12. This presented the judge with great problems as to the credibility of Mr Knapman and his case. The judge summarised the whole history of his deception: he lied to his employers, to Dr Rogers, to Mr Thomas, to the court in these proceedings, including answering interrogatories, to Mr Evans, to Mr Bulman (his own expert medical witness) and in his various affidavits to the court. The judge concluded:
"I have to say that unusually in cases of this sort I am unable to accept a single word said by Mr Knapman. He is an inveterate liar and wholly unaffected by taking the oath. Secondly, to the extent that the consultants on both sides have based any opinion on the history as recounted by Mr Knapman, then in my judgment those opinions are based upon an unsure and uncertain foundation. I am unable therefore to agree with Mr Bulman, who says that his opinion was not changed despite his presence in court during Mr Naish's illuminating cross-examination of Mr Knapman. Indeed, the view I formed was that in some cases Mr Bulman was almost an apologist for Mr Knapman, making forensic points ... In my judgment, Mr Evans was more objective than Mr Bulman and where the two differ I prefer the evidence of Mr Evans."
13. The judge's findings on credibility are unassailable, and we must take the primary facts as found by him. There are two live issues in this appeal: first, prospective loss of earnings; and second, handicap in the labour market.

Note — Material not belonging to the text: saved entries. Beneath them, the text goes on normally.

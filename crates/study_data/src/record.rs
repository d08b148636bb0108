use std::sync::Arc;

use serde_json::{Number, Value};

use crate::{
  answers::{AnswerSet, ParticipantId},
  instruments::{ColumnSource, Instruments},
  schema::{self, Schema},
  scoring,
  store::Store,
  tsv,
};

/// One participant's ledger row: a sanitized cell for every schema column.
#[derive(Debug, Clone, PartialEq, Eq)]
pub struct Row {
  schema: Arc<Schema>,
  cells: Vec<String>,
}

impl Row {
  pub fn new(schema: Arc<Schema>) -> Self {
    let cells = vec![String::new(); schema.len()];
    Row { schema, cells }
  }

  /// Sets a column from a stored value. Unknown columns are ignored.
  pub fn set(&mut self, column: &str, value: &Value) {
    if let Some(i) = self.schema.position(column) {
      self.cells[i] = tsv::sanitize(value);
    }
  }

  pub fn get(&self, column: &str) -> Option<&str> {
    let i = self.schema.position(column)?;
    Some(&self.cells[i])
  }

  pub fn participant_id(&self) -> &str {
    self.get(schema::USERID).unwrap_or_default()
  }

  pub fn cells(&self) -> &[String] {
    &self.cells
  }
}

/// Derives a participant's row from everything currently stored for them.
pub struct RecordBuilder {
  store: Arc<Store>,
  instruments: Arc<Instruments>,
  schema: Arc<Schema>,
}

impl RecordBuilder {
  pub fn new(store: Arc<Store>, instruments: Arc<Instruments>, schema: Arc<Schema>) -> Self {
    RecordBuilder {
      store,
      instruments,
      schema,
    }
  }

  pub fn store(&self) -> &Store {
    &self.store
  }

  pub fn schema(&self) -> &Arc<Schema> {
    &self.schema
  }

  /// `None` if nothing is stored for the participant. Missing pieces leave
  /// their columns empty.
  pub fn build(&self, id: &ParticipantId) -> Option<Row> {
    if !self.store.exists(id) {
      return None;
    }

    let mut row = Row::new(self.schema.clone());
    row.set(schema::USERID, &Value::String(id.to_string()));

    if let Some(group) = self.store.group(id) {
      row.set(schema::GROUP, &group.group);
    }

    if let Some(lesson) = self.store.lesson(id) {
      row.set(schema::LESSON_DURATION, &lesson_seconds(&lesson.payload));
    }

    for instrument in self.instruments.iter() {
      let Some(form) = self.store.form(id, &instrument.key) else {
        continue;
      };
      let answers = AnswerSet::from_payload(&form.payload);
      for (index, selected) in answers.distinct() {
        row.set(&schema::answer_column(&instrument.key, index), selected);
      }

      let metrics = form.score.as_ref().and_then(Value::as_object);
      for column in &instrument.columns {
        match column.source() {
          ColumnSource::Answer(index) => {
            row.set(&column.name, answers.get(index).unwrap_or(&Value::Null));
          }
          ColumnSource::Metric(path) => {
            if let Some(metrics) = metrics {
              row.set(&column.name, scoring::lookup(metrics, path).unwrap_or(&Value::Null));
            }
          }
          ColumnSource::Unfilled => {}
        }
      }
    }

    Some(row)
  }
}

/// `duration_ms` in seconds when numeric, otherwise passed through as stored.
fn lesson_seconds(payload: &Value) -> Value {
  match payload.get("duration_ms") {
    Some(Value::Number(ms)) => ms
      .as_f64()
      .and_then(|ms| Number::from_f64(ms / 1000.0))
      .map(Value::Number)
      .unwrap_or(Value::Null),
    Some(other) => other.clone(),
    None => Value::Null,
  }
}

14. The prospective loss of earnings claim is put on the basis of his being unable and remaining unfit to drive an HGV (the only basis it could be put on, as Mr Knapman has shown, by the unbroken sequence of agricultural jobs he has had over the last five years, that he is fit for most things). The question is whether he was, and for how long he has been, fit for HGV driving. The nature of his alleged unfitness is curious. Today's modern HGV is light and easy and comfortable to drive. Those who find the job too difficult usually have trouble with the loading and unloading, the securing of loads and the climbing up and down into the cab. The abattoir work showed that, albeit on a sporadic not daily basis, Mr Knapman could do that very heavy work. His trouble, he claimed, was that he could not sit for any length of time, certainly not the 4½ hours that HGV driving would entail. Mr Evans was to tell the court that difficulty in lifting and sitting almost always went together. He said he was "... a little surprised ..." by the alleged difficulty in sitting. Accordingly, the defendants alleged that Mr Knapman's loss of claim (based on his not being fit to drive an HGV) ended on 21st July 1994 - being his first day doing the heavy bending, lifting and twisting work at the abattoir. Their case was that from that day he was fit to drive.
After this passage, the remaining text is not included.